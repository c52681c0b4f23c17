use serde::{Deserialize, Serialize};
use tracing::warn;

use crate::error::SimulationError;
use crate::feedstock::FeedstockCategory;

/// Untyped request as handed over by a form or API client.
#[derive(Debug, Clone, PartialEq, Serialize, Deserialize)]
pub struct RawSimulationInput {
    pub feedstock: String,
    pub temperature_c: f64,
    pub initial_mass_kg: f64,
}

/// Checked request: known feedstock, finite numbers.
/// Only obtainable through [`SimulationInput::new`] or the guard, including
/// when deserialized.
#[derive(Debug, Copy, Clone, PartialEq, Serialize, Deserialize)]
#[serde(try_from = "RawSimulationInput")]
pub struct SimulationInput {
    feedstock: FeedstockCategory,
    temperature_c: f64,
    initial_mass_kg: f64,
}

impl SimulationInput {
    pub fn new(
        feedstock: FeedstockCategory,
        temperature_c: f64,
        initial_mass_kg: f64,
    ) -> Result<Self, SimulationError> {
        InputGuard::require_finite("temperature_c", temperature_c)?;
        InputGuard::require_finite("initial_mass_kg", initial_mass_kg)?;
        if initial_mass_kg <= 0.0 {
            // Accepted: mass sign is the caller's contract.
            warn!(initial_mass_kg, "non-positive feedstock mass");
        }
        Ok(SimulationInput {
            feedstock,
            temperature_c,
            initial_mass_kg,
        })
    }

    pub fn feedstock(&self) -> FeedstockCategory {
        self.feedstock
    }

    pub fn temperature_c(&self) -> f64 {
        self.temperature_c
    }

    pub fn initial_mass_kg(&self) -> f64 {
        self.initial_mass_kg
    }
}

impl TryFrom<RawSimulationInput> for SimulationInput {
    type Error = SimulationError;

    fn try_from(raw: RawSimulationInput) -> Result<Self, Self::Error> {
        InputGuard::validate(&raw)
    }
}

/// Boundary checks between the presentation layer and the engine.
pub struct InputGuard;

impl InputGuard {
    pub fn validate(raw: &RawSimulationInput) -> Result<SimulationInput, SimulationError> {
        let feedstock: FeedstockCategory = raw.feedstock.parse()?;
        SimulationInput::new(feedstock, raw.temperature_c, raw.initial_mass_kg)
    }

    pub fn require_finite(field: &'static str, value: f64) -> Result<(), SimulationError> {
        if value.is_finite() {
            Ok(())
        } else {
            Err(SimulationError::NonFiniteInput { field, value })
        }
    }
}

* * * * * * *

* _Problem_: Return every line of the listing above where "value" appears.

* _Answer for this exercise_:
    pub fn require_finite(field: &'static str, value: f64) -> Result<(), SimulationError> {
        if value.is_finite() {
            Err(SimulationError::NonFiniteInput { field, value })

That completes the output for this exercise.